Former sports venue in Denver, Colorado, United States

University of Denver Arena was a 5,200-seat multi-purpose arena in the western United States, in Denver, Colorado. It was home to the University of Denver Pioneers ice hockey team, and also hosted several Frozen Fours. It was razed in 1997 to make room for the $75 million Magness Arena, part of the Ritchie Center for Sports and Wellness, which opened in 1999.

The structure was originally a U.S. Navy drill hall in northern Idaho, built in the early 1940s at Farragut Naval Training Station at Lake Pend Oreille. It was donated after World War II and reassembled on the DU campus in 1948–49 to house the new ice hockey program and served for nearly half a century.

The arena was refurbished in 1972–73 when the roof needed repairs, and 14 seven-ton steel trusses were added to shore up the roof.
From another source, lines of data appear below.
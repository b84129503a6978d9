//! Debounced persistence of a grid to the remote API with local fallback.
//!
//! Writes go to the remote tier first. When that fails for any reason the full
//! serialized rows land in the local tier picked by the page's scope. Reads go
//! the same way round: remote, local, mirror, then caller-provided recovery rows.
//!
//! Debouncing is cancel-and-respawn: every `schedule` aborts the pending task
//! and starts a new one, so only the last state within the window is written.
//! Writes take a gate one at a time. A remote call that is already running
//! keeps the gate until it returns, even when its task was aborted, so a newer
//! state always lands after an older one.

use serde_json::Value;
use std::sync::atomic::{AtomicU64, Ordering};
use std::sync::{Arc, Mutex};
use std::time::Duration;
use thiserror::Error;
use tokio::sync::{Mutex as AsyncMutex, OwnedMutexGuard, watch};
use tokio::task::JoinHandle;
use tracing::{debug, info, warn};

use crate::client::{RemoteError, RemoteTier};
use crate::record::{RowRecord, rows_from_json};
use crate::schema::{RowVariant, StorageScope};
use crate::storage::{LocalTiers, StorageError};

pub const DEFAULT_DEBOUNCE: Duration = Duration::from_millis(1000);
pub const MIRROR_KEY: &str = "crossPageDataSync";
pub const SESSION_MARKER_KEY: &str = "dashboardSessionData";

#[derive(Debug, Error)]
pub enum SyncError {
    #[error("session expired, please log in again")]
    Unauthorized,
    #[error("local store failed: {0}")]
    Storage(#[from] StorageError),
    #[error("failed to serialize rows: {0}")]
    Serialize(#[from] serde_json::Error),
    #[error("background task failed: {0}")]
    Task(#[from] tokio::task::JoinError),
}

/// Per-page persistence settings.
#[derive(Clone, Debug, PartialEq)]
pub struct SyncConfig {
    pub debounce: Duration,
    /// Which local tier receives the fallback copy.
    pub scope: StorageScope,
    /// Extra key written on every save and read when the page's own key is empty.
    pub mirror_key: Option<String>,
    /// Session-tier key set on every save; when configured, loads return
    /// nothing unless it is present.
    pub session_marker: Option<String>,
    /// Whether caller-supplied recovery rows are used as the last read fallback.
    pub recovery: bool,
}

impl Default for SyncConfig {
    fn default() -> Self {
        SyncConfig {
            debounce: DEFAULT_DEBOUNCE,
            scope: StorageScope::Persistent,
            mirror_key: None,
            session_marker: None,
            recovery: false,
        }
    }
}

impl SyncConfig {
    /// The settings each dashboard page runs with.
    pub fn for_variant(variant: RowVariant) -> Self {
        match variant {
            RowVariant::ContractorList => SyncConfig {
                mirror_key: Some(MIRROR_KEY.to_string()),
                session_marker: Some(SESSION_MARKER_KEY.to_string()),
                recovery: true,
                ..SyncConfig::default()
            },
            RowVariant::BillTracker | RowVariant::Epbg => SyncConfig::default(),
        }
    }

    pub fn with_scope(mut self, scope: StorageScope) -> Self {
        self.scope = scope;
        self
    }

    pub fn with_debounce(mut self, debounce: Duration) -> Self {
        self.debounce = debounce;
        self
    }
}

#[derive(Clone, Copy, Debug, PartialEq, Eq)]
pub enum WriteTarget {
    Remote,
    Local(StorageScope),
}

#[derive(Clone, Debug, PartialEq)]
pub struct WriteOutcome {
    pub target: WriteTarget,
    /// Why the remote tier was skipped, when it was.
    pub fallback_reason: Option<String>,
    pub rows: usize,
}

#[derive(Clone, Debug, PartialEq, Default)]
pub enum SyncStatus {
    #[default]
    Idle,
    Pending,
    Saved(WriteTarget),
    Failed(String),
}

#[derive(Clone, Copy, Debug, PartialEq, Eq)]
pub enum LoadSource {
    Remote,
    Local,
    Mirror,
    Recovery,
    Empty,
}

#[derive(Clone, Debug, PartialEq)]
pub struct LoadOutcome {
    pub rows: Vec<RowRecord>,
    pub source: LoadSource,
}

struct SyncInner {
    variant: RowVariant,
    remote: Option<Arc<dyn RemoteTier>>,
    local: LocalTiers,
    config: SyncConfig,
    status: watch::Sender<SyncStatus>,
    write_gate: Arc<AsyncMutex<()>>,
    /// Bumped by every `schedule` and `flush`; a debounced write only goes out
    /// if nothing newer was requested while it waited.
    generation: AtomicU64,
}

pub struct PersistenceSynchronizer {
    inner: Arc<SyncInner>,
    pending: Mutex<Option<JoinHandle<()>>>,
}

impl PersistenceSynchronizer {
    pub fn new(
        variant: RowVariant,
        remote: Option<Arc<dyn RemoteTier>>,
        local: LocalTiers,
        config: SyncConfig,
    ) -> Self {
        let (status, _) = watch::channel(SyncStatus::Idle);
        PersistenceSynchronizer {
            inner: Arc::new(SyncInner {
                variant,
                remote,
                local,
                config,
                status,
                write_gate: Arc::new(AsyncMutex::new(())),
                generation: AtomicU64::new(0),
            }),
            pending: Mutex::new(None),
        }
    }

    pub fn variant(&self) -> RowVariant {
        self.inner.variant
    }

    pub fn config(&self) -> &SyncConfig {
        &self.inner.config
    }

    pub fn local(&self) -> &LocalTiers {
        &self.inner.local
    }

    pub fn status(&self) -> SyncStatus {
        self.inner.status.borrow().clone()
    }

    pub fn subscribe(&self) -> watch::Receiver<SyncStatus> {
        self.inner.status.subscribe()
    }

    /// True while a debounced write is waiting or running.
    pub fn is_pending(&self) -> bool {
        self.pending_slot()
            .as_ref()
            .is_some_and(|handle| !handle.is_finished())
    }

    /// Queue a write of `rows` after the debounce window. A later call before
    /// the window elapses replaces this one. Must run inside a tokio runtime.
    pub fn schedule(&self, rows: Vec<RowRecord>) {
        let mut pending = self.pending_slot();
        if let Some(handle) = pending.take() {
            handle.abort();
        }

        self.inner.status.send_replace(SyncStatus::Pending);
        let generation = self.inner.generation.fetch_add(1, Ordering::SeqCst) + 1;
        let inner = Arc::clone(&self.inner);
        *pending = Some(tokio::spawn(async move {
            tokio::time::sleep(inner.config.debounce).await;
            let gate = inner.acquire_gate().await;
            if inner.generation.load(Ordering::SeqCst) != generation {
                debug!(variant = %inner.variant, "debounced save superseded");
                return;
            }
            if let Err(err) = inner.write(rows, gate).await {
                warn!(variant = %inner.variant, error = %err, "debounced save failed");
            }
        }));
    }

    /// Write now, dropping any pending debounced write. Waits for a write
    /// already in flight so `rows` is the last state to land.
    pub async fn flush(&self, rows: Vec<RowRecord>) -> Result<WriteOutcome, SyncError> {
        self.inner.generation.fetch_add(1, Ordering::SeqCst);
        if let Some(handle) = self.pending_slot().take() {
            handle.abort();
        }
        let gate = self.inner.acquire_gate().await;
        self.inner.write(rows, gate).await
    }

    /// Read the page's rows, falling back remote → local → mirror → recovery.
    pub async fn load(&self, recovery: Vec<RowRecord>) -> Result<LoadOutcome, SyncError> {
        self.inner.load(recovery).await
    }

    fn pending_slot(&self) -> std::sync::MutexGuard<'_, Option<JoinHandle<()>>> {
        self.pending.lock().unwrap_or_else(|poisoned| poisoned.into_inner())
    }
}

impl SyncInner {
    async fn acquire_gate(&self) -> OwnedMutexGuard<()> {
        Arc::clone(&self.write_gate).lock_owned().await
    }

    /// Callers hold `gate` for the whole write. It travels into the blocking
    /// remote call and comes back out, so aborting the caller mid-call cannot
    /// release it early.
    async fn write(&self, rows: Vec<RowRecord>, gate: OwnedMutexGuard<()>) -> Result<WriteOutcome, SyncError> {
        let records: Vec<Value> = rows.iter().map(RowRecord::to_json).collect();
        let payload = serde_json::to_string(&records)?;
        let count = records.len();

        let (remote_result, _gate) = match &self.remote {
            Some(remote) => {
                let remote = Arc::clone(remote);
                let variant = self.variant;
                let (result, gate) = tokio::task::spawn_blocking(move || {
                    let result = remote.save(variant, &records);
                    (result, gate)
                })
                .await?;
                (Some(result), gate)
            }
            None => (None, gate),
        };

        let outcome = match remote_result {
            Some(Ok(())) => {
                debug!(variant = %self.variant, rows = count, "saved to remote");
                WriteOutcome {
                    target: WriteTarget::Remote,
                    fallback_reason: None,
                    rows: count,
                }
            }
            Some(Err(err)) => {
                warn!(variant = %self.variant, error = %err, "remote save failed, keeping a local copy");
                if let Err(local_err) = self.write_local(&payload) {
                    self.status.send_replace(SyncStatus::Failed(local_err.to_string()));
                    return Err(local_err);
                }
                if err == RemoteError::Unauthorized {
                    self.status.send_replace(SyncStatus::Failed(err.to_string()));
                    return Err(SyncError::Unauthorized);
                }
                WriteOutcome {
                    target: WriteTarget::Local(self.config.scope),
                    fallback_reason: Some(err.to_string()),
                    rows: count,
                }
            }
            None => {
                if let Err(local_err) = self.write_local(&payload) {
                    self.status.send_replace(SyncStatus::Failed(local_err.to_string()));
                    return Err(local_err);
                }
                WriteOutcome {
                    target: WriteTarget::Local(self.config.scope),
                    fallback_reason: Some("no remote tier configured".to_string()),
                    rows: count,
                }
            }
        };

        self.write_markers(&payload)?;
        self.status.send_replace(SyncStatus::Saved(outcome.target));
        Ok(outcome)
    }

    fn write_local(&self, payload: &str) -> Result<(), SyncError> {
        let store = self.local.for_scope(self.config.scope);
        store.set(self.variant.schema().storage_key, payload)?;
        Ok(())
    }

    fn write_markers(&self, payload: &str) -> Result<(), SyncError> {
        if let Some(marker) = &self.config.session_marker {
            self.local.session.set(marker, "true")?;
        }
        if let Some(mirror) = &self.config.mirror_key {
            self.local.persistent.set(mirror, payload)?;
        }
        Ok(())
    }

    async fn load(&self, recovery: Vec<RowRecord>) -> Result<LoadOutcome, SyncError> {
        if let Some(marker) = &self.config.session_marker {
            if self.local.session.get(marker)?.is_none() {
                info!(variant = %self.variant, "no data saved in this session, starting fresh");
                return Ok(LoadOutcome {
                    rows: Vec::new(),
                    source: LoadSource::Empty,
                });
            }
        }

        if let Some(remote) = &self.remote {
            let remote = Arc::clone(remote);
            let variant = self.variant;
            match tokio::task::spawn_blocking(move || remote.load(variant)).await? {
                Ok(items) if !items.is_empty() => {
                    let rows = rows_from_json(self.variant, &Value::Array(items));
                    info!(variant = %self.variant, rows = rows.len(), "loaded from remote");
                    return Ok(LoadOutcome {
                        rows,
                        source: LoadSource::Remote,
                    });
                }
                Ok(_) => debug!(variant = %self.variant, "remote returned no rows"),
                Err(RemoteError::Unauthorized) => return Err(SyncError::Unauthorized),
                Err(err) => warn!(variant = %self.variant, error = %err, "remote load failed, trying local copy"),
            }
        }

        let store = self.local.for_scope(self.config.scope);
        let rows = self.read_rows(store.get(self.variant.schema().storage_key)?);
        if !rows.is_empty() {
            info!(variant = %self.variant, rows = rows.len(), "loaded local copy");
            return Ok(LoadOutcome {
                rows,
                source: LoadSource::Local,
            });
        }

        if let Some(mirror) = &self.config.mirror_key {
            let rows = self.read_rows(self.local.persistent.get(mirror)?);
            if !rows.is_empty() {
                info!(variant = %self.variant, rows = rows.len(), "adopted rows from cross-page mirror");
                return Ok(LoadOutcome {
                    rows,
                    source: LoadSource::Mirror,
                });
            }
        }

        if self.config.recovery && !recovery.is_empty() {
            warn!(variant = %self.variant, rows = recovery.len(), "falling back to recovery rows");
            return Ok(LoadOutcome {
                rows: recovery,
                source: LoadSource::Recovery,
            });
        }

        Ok(LoadOutcome {
            rows: Vec::new(),
            source: LoadSource::Empty,
        })
    }

    fn read_rows(&self, raw: Option<String>) -> Vec<RowRecord> {
        let Some(raw) = raw else {
            return Vec::new();
        };
        match serde_json::from_str::<Value>(&raw) {
            Ok(value) => rows_from_json(self.variant, &value),
            Err(err) => {
                warn!(variant = %self.variant, error = %err, "ignoring unreadable local copy");
                Vec::new()
            }
        }
    }
}

#[cfg(test)]
mod tests {
    use super::*;

    #[test]
    fn page_configs() {
        let contractors = SyncConfig::for_variant(RowVariant::ContractorList);
        assert_eq!(contractors.debounce, Duration::from_millis(1000));
        assert_eq!(contractors.mirror_key.as_deref(), Some("crossPageDataSync"));
        assert!(contractors.recovery);

        let bills = SyncConfig::for_variant(RowVariant::BillTracker).with_scope(StorageScope::Session);
        assert_eq!(bills.scope, StorageScope::Session);
        assert_eq!(bills.session_marker, None);
        assert!(!bills.recovery);
    }

    #[tokio::test]
    async fn without_remote_writes_land_locally() {
        let local = LocalTiers::in_memory();
        let sync = PersistenceSynchronizer::new(
            RowVariant::Epbg,
            None,
            local.clone(),
            SyncConfig::default(),
        );

        let row = RowRecord::from_pairs(RowVariant::Epbg, [("contractor", "Acme")]);
        let outcome = sync.flush(vec![row]).await.unwrap();
        assert_eq!(outcome.target, WriteTarget::Local(StorageScope::Persistent));
        assert_eq!(sync.status(), SyncStatus::Saved(outcome.target));
        assert!(local.persistent.get("epbgData").unwrap().is_some());

        let loaded = sync.load(Vec::new()).await.unwrap();
        assert_eq!(loaded.source, LoadSource::Local);
        assert_eq!(loaded.rows[0].get("contractor"), "Acme");
    }
}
Additional patchwork renovations were added in the 1990s, prior to razing the building in 1997. The best known features of the arena were the steep bleacher balcony at the south end, and the 1970s rainbow painted on the north end wall. Famous hockey games held there include the NCAA ice hockey finals in 1961, 1964, and 1976.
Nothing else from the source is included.